L’auteur d’« Alabama Song », prix Goncourt 2007, toujours fasciné par l’Amérique, raconte dans son dernier roman la passion amoureuse impossible entre deux acteurs hollywoodiens des années 1950. A travers cette histoire singulière, c’est tout le cinéma de cette époque, avec ses figures mythiques, qui revit sous nos yeux.

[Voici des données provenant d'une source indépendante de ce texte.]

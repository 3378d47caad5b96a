use std::collections::HashMap;

use once_cell::sync::Lazy;

use crate::sdn::IdentityRecord;

/// Marker the list uses in `idType` for cryptocurrency wallet entries,
/// e.g. `Digital Currency Address - XBT`.
pub const DIGITAL_CURRENCY_MARKER: &str = "Digital Currency Address";

/// Sentinel written for entries whose `<idNumber>` is absent. The published
/// list does contain such entries and they are kept, not dropped.
pub const MISSING_ADDRESS: &str = "N/A";

/// Built-in ticker -> blockchain table. Layer-2 tickers (ARB, OP) collapse
/// to their base chain.
static BASE_CHAINS: Lazy<HashMap<&'static str, &'static str>> = Lazy::new(|| {
    HashMap::from([
        ("BTC", "Bitcoin"),
        ("XBT", "Bitcoin"),
        ("ETH", "Ethereum"),
        ("BNB", "Binance Smart Chain"),
        ("TRX", "Tron"),
        ("XRP", "Ripple"),
        ("SOL", "Solana"),
        ("DOT", "Polkadot"),
        ("AVAX", "Avalanche"),
        ("MATIC", "Polygon"),
        ("ALGO", "Algorand"),
        ("XLM", "Stellar"),
        ("ARB", "Ethereum"),
        ("OP", "Ethereum"),
    ])
});

/// Immutable ticker -> blockchain mapping, fixed for the lifetime of a run.
#[derive(Debug, Clone)]
pub struct ChainMap {
    map: HashMap<String, String>,
}

impl Default for ChainMap {
    fn default() -> Self {
        let map = BASE_CHAINS
            .iter()
            .map(|(ticker, chain)| (ticker.to_string(), chain.to_string()))
            .collect();
        ChainMap { map }
    }
}

impl ChainMap {
    /// Built-in table with the optional `CHAIN_MAP` env var merged over it.
    /// The override is a JSON object, e.g. `{"TON":"The Open Network"}`;
    /// malformed overrides are logged and ignored.
    pub fn from_env() -> Self {
        let mut chain_map = ChainMap::default();
        if let Ok(raw) = std::env::var("CHAIN_MAP") {
            match serde_json::from_str::<HashMap<String, String>>(&raw) {
                Ok(overrides) => chain_map.map.extend(overrides),
                Err(e) => {
                    tracing::warn!(target: "classify", "ignoring malformed CHAIN_MAP: {e}")
                }
            }
        }
        chain_map
    }

    /// Blockchain for a wallet: exact (case-sensitive) ticker lookup first,
    /// then the address-prefix heuristic. `None` means unrecognized.
    pub fn resolve(&self, ticker: &str, address: &str) -> Option<String> {
        if let Some(chain) = self.map.get(ticker) {
            return Some(chain.clone());
        }
        base_chain_from_address(address).map(str::to_string)
    }
}

/// Prefix heuristic for wallets whose ticker has no table entry.
pub fn base_chain_from_address(address: &str) -> Option<&'static str> {
    if address.starts_with('1') || address.starts_with('3') || address.starts_with("bc1") {
        Some("Bitcoin")
    } else if address.starts_with("0x") {
        Some("Ethereum")
    } else if address.starts_with('T') {
        Some("Tron")
    } else {
        None
    }
}

/// Currency ticker embedded in an `idType`: the text after the last ` - `
/// separator, or the whole string when there is none.
pub fn ticker_of(id_type: &str) -> &str {
    id_type.rsplit(" - ").next().unwrap_or(id_type)
}

/// Wallet partition built from one pass over the identity records.
///
/// `by_chain` keeps chains in the order they were first seen; the writer's
/// file numbering follows that order.
#[derive(Debug, Clone, Default)]
pub struct WalletLists {
    pub complete: Vec<String>,
    pub by_chain: Vec<(String, Vec<String>)>,
    pub unrecognized: Vec<String>,
}

impl WalletLists {
    fn push_chain(&mut self, chain: String, address: String) {
        match self.by_chain.iter_mut().find(|(name, _)| *name == chain) {
            Some((_, addresses)) => addresses.push(address),
            None => self.by_chain.push((chain, vec![address])),
        }
    }
}

/// Partition the digital-currency records into the complete list plus
/// exactly one chain group (or the unrecognized group) each. Order is
/// first-seen throughout; addresses are not deduplicated.
pub fn classify(records: &[IdentityRecord], chain_map: &ChainMap) -> WalletLists {
    let mut lists = WalletLists::default();
    for record in records {
        if !record.id_type.contains(DIGITAL_CURRENCY_MARKER) {
            continue;
        }
        let ticker = ticker_of(&record.id_type);
        let address = record
            .id_number
            .clone()
            .unwrap_or_else(|| MISSING_ADDRESS.to_string());
        tracing::debug!(target: "classify", "currency {ticker}, address {address}");

        lists.complete.push(address.clone());
        match chain_map.resolve(ticker, &address) {
            Some(chain) => lists.push_chain(chain, address),
            None => lists.unrecognized.push(address),
        }
    }
    lists
}
use std::path::{Path, PathBuf};

use chrono::{DateTime, Utc};

use crate::classifier::WalletLists;
use crate::error::PullError;

/// Default directory for the generated lists. It must already exist; the
/// collector never creates it.
pub const DEFAULT_OUTPUT_DIR: &str = "OFAC_Sanctioned_Wallet_Lists";

fn list_path(dir: &Path, index: usize, label: &str) -> PathBuf {
    dir.join(format!("{index}_{label}_Sanctioned_Wallet_List.txt"))
}

fn write_list(
    dir: &Path,
    index: usize,
    label: &str,
    stamp: DateTime<Utc>,
    addresses: &[String],
) -> Result<PathBuf, PullError> {
    let path = list_path(dir, index, label);
    let mut body = format!("# Last Updated: {}\n\n", stamp.format("%Y-%m-%d %H:%M:%S UTC"));
    for address in addresses {
        body.push_str(address);
        body.push('\n');
    }
    std::fs::write(&path, body).map_err(|source| PullError::Write {
        path: path.clone(),
        source,
    })?;
    tracing::info!(target: "write", "wrote {} addresses to {}", addresses.len(), path.display());
    Ok(path)
}

/// Write the numbered list files, truncating any previous run's output.
///
/// `1_Complete_...` always comes first; chain files count up from 2 in
/// first-seen order; the unrecognized file takes the next index and is only
/// written when the group is non-empty. All files in one run share `stamp`.
pub fn write_lists(
    dir: &Path,
    lists: &WalletLists,
    stamp: DateTime<Utc>,
) -> Result<Vec<PathBuf>, PullError> {
    let mut written = Vec::new();
    written.push(write_list(dir, 1, "Complete", stamp, &lists.complete)?);

    let mut index = 1;
    for (chain, addresses) in &lists.by_chain {
        index += 1;
        written.push(write_list(dir, index, chain, stamp, addresses)?);
    }

    if !lists.unrecognized.is_empty() {
        index += 1;
        written.push(write_list(
            dir,
            index,
            "Unrecognized_Blockchain",
            stamp,
            &lists.unrecognized,
        )?);
    }

    Ok(written)
}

Une histoire d’amour interdit
En 2004, à l’occasion de la nouvelle sortie au cinéma du film « La Piste héroïque » réalisé en 1948, deux des trois acteurs principaux, Joanne Ellis et Paul Young, ainsi que l’agent artistique Lenny Lieberman se confient à un journaliste, alors qu’au même moment le comédien Bob Lockhart se meurt sur son lit d’hôpital. Tour à tour ils racontent le tournage mémorable de ce western médiocre dans la canicule de l’Arizona, et la naissance du triangle amoureux entre les acteurs : Joanne est amoureuse de Bob qui aime Paul. Mais à l’écran comme à la ville, l’homosexualité est discriminée, et sept ans de traque et de diffamations dans la presse à scandale qui flatte un public bien-pensant auront raison de la passion entre les deux acteurs. Paul Young n’y a pas résisté, aujourd’hui sénateur conservateur, marié et père de famille. Cette histoire d’amour taboue dans une Amérique puritaine et hypocrite est à elle seule un véritable scénario de film, qui se paye une distribution de rêve.
L’envers d’Hollywood
Dans les coulisses des grandes productions lissées, les réalisateurs jouent les divas, les droits des acteurs sont bafoués, et les discriminations vont bon train. Entre fiction et réalité, nos personnages se mêlent aux noms les plus prestigieux. Lockhart incarne le self-made man et l’artiste maudit, alcoolique, drogué et mal-aimé, forgé par son mentor et ami Montgomery Clift. On croise aussi le couple engagé Bacall et Bogart, l’imbuvable Brando, la « vieille fée » de toutes les fêtes Mae West, Truman Capote et Tennessee Williams en homosexuels affichés, et James Baldwin, figure du mouvement pour les droits civiques. Gilles Leroy les aime, ses personnages, étoiles désabusées qui ont la classe de jouer leur rôle jusqu’au bout, même quand les projecteurs sont éteints, et nous offre un beau roman choral, subtil et sensible.